結論から言うと、積立投資の金額に正解はありません。大切なのは、無理なく続けられること。そしてその前に、貯められる家計を作ることです。
この記事では、平均データや収入別の目安も参考にしながら、最終的にはどう考えて積立額を決めればいいのかを、私自身の体験も交えてまとめます。

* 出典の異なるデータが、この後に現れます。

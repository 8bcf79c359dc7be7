//! Integration tests for the CRM backend.
//!
//! # Running Tests
//!
//! ```bash
//! # In-memory scenarios
//! cargo test -p crm-integration-tests
//!
//! # PostgreSQL scenarios (needs a database the tests may migrate)
//! CRM_DATABASE_URL=postgres://localhost/crm_test \
//!     cargo test -p crm-integration-tests -- --ignored
//! ```
//!
//! # Test Categories
//!
//! - `mutations` - Mutation engine behavior over the in-memory store
//! - `jobs` - Scheduled jobs writing their log files
//! - `postgres` - The same guarantees against `PostgreSQL`

use std::path::PathBuf;
use std::str::FromStr;

use chrono::{DateTime, TimeZone, Utc};
use rust_decimal::Decimal;
use secrecy::SecretString;

use crm::db::{MIGRATOR, PgStore, create_pool};
use crm::{FixedClock, MemoryStore, MutationEngine};

/// The instant every in-memory test engine is frozen at.
///
/// # Panics
///
/// Never; the date is a valid constant.
#[must_use]
#[allow(clippy::unwrap_used)]
pub fn test_now() -> DateTime<Utc> {
    Utc.with_ymd_and_hms(2024, 6, 15, 12, 0, 0).unwrap()
}

/// A fresh in-memory engine on a clock frozen at [`test_now`].
#[must_use]
pub fn memory_engine() -> MutationEngine<MemoryStore, FixedClock> {
    MutationEngine::with_clock(MemoryStore::new(), FixedClock(test_now()))
}

/// Parse a decimal literal.
///
/// # Panics
///
/// Panics if `s` is not a decimal.
#[must_use]
#[allow(clippy::unwrap_used)]
pub fn dec(s: &str) -> Decimal {
    Decimal::from_str(s).unwrap()
}

/// An email no other test run has used.
#[must_use]
pub fn unique_email(prefix: &str) -> String {
    format!("{prefix}-{}@example.com", uuid::Uuid::new_v4())
}

/// A log path under the temp dir, removed if it already exists.
pub async fn fresh_log_path(name: &str) -> PathBuf {
    let path = std::env::temp_dir().join(format!("crm-it-{}-{name}", uuid::Uuid::new_v4()));
    tokio::fs::remove_file(&path).await.ok();
    path
}

/// Connect to `CRM_DATABASE_URL`, apply migrations and return an engine.
///
/// # Panics
///
/// Panics if the variable is unset or the database is unreachable.
#[allow(clippy::expect_used)]
pub async fn pg_engine() -> MutationEngine<PgStore> {
    let url = std::env::var("CRM_DATABASE_URL").expect("CRM_DATABASE_URL must be set");
    let pool = create_pool(&SecretString::from(url), 5)
        .await
        .expect("Failed to connect to test database");
    MIGRATOR
        .run(&pool)
        .await
        .expect("Failed to run migrations");
    MutationEngine::new(PgStore::new(pool))
}
//! Periodic CRM summary report.

use std::path::Path;

use tracing::info;

use super::{JobError, append_lines};
use crate::clock::Clock;
use crate::db::{CrmStore, CrmTransaction};
use crate::models::CrmSummary;
use crate::mutations::MutationEngine;

/// Log store-wide customer count, order count and revenue.
///
/// # Errors
///
/// Returns [`JobError::Repository`] if the store fails and [`JobError::Log`]
/// if the log file cannot be written.
pub async fn run<S: CrmStore, C: Clock>(
    engine: &MutationEngine<S, C>,
    log_path: &Path,
) -> Result<CrmSummary, JobError> {
    let mut tx = engine.store().begin().await?;
    let summary = tx.summary().await?;
    drop(tx);

    let line = format!(
        "{} - Report: {} customers, {} orders, {} revenue",
        engine.clock().now().format("%Y-%m-%d %H:%M:%S"),
        summary.customers,
        summary.orders,
        summary.revenue
    );
    append_lines(log_path, &[line]).await?;

    info!(
        customers = summary.customers,
        orders = summary.orders,
        revenue = %summary.revenue,
        "CRM report written"
    );
    Ok(summary)
}

#[cfg(test)]
#[allow(clippy::unwrap_used)]
mod tests {
    use std::str::FromStr;

    use chrono::{TimeZone, Utc};
    use rust_decimal::Decimal;

    use super::*;
    use crate::clock::FixedClock;
    use crate::db::MemoryStore;
    use crate::jobs::test_log_path;
    use crate::models::{CustomerInput, OrderInput, ProductInput};

    #[tokio::test]
    async fn test_report_line() {
        let now = Utc.with_ymd_and_hms(2025, 1, 2, 3, 4, 5).unwrap();
        let engine = MutationEngine::with_clock(MemoryStore::new(), FixedClock(now));
        let customer = engine
            .create_customer(&CustomerInput::new("Ann", "ann@example.com", None))
            .await
            .unwrap();
        engine
            .create_customer(&CustomerInput::new("Ben", "ben@example.com", None))
            .await
            .unwrap();
        let product = engine
            .create_product(&ProductInput::new(
                "Pen",
                Decimal::from_str("12.25").unwrap(),
                Some(1),
            ))
            .await
            .unwrap();
        for _ in 0..2 {
            engine
                .create_order(&OrderInput {
                    customer_id: customer.id,
                    product_ids: vec![product.id],
                    order_date: None,
                })
                .await
                .unwrap();
        }

        let path = test_log_path("report.txt").await;
        let summary = run(&engine, &path).await.unwrap();
        assert_eq!(summary.customers, 2);
        assert_eq!(summary.orders, 2);

        let contents = tokio::fs::read_to_string(&path).await.unwrap();
        assert_eq!(
            contents,
            "2025-01-02 03:04:05 - Report: 2 customers, 2 orders, 24.50 revenue\n"
        );
    }
}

- 積立投資はいくらが正解?先に結論を書くと「続けられる金額」です
- みんなはいくら積み立てている?平均額は参考になるけれど、そのまま真似しなくていい
- 収入別の積立額の目安
- 収入より先に見るべきなのは「家計に余白があるかどうか」
- 積立額の目安は「手取りの1〜2割」でもいいけれど、全員には当てはまらない
- 私が最初に自動で積み立てたのはiDeCoの月5,000円でした
- 独身の頃と今では、投資に回せる金額はかなり違います
- 迷ったら「少なめで始める」が意外とちょうどいい
- 20年続けるとどのくらい?少額でも積み上がりは意外と大きい
- 貯めるのが苦手なら「給料日に自動で移す仕組み」が効きやすい
- 積立額を増やすタイミングはいつ?
- 無理な積立額にしないほうがいい理由
- よくある質問
- まとめ|積立投資はいくらかより、続けられる家計かどうか
積立投資はいくらが正解?先に結論を書くと「続けられる金額」です
先に結論を書くと、積立投資は月5,000円でも1万円でも、無理なく続けられるなら十分意味があると思っています。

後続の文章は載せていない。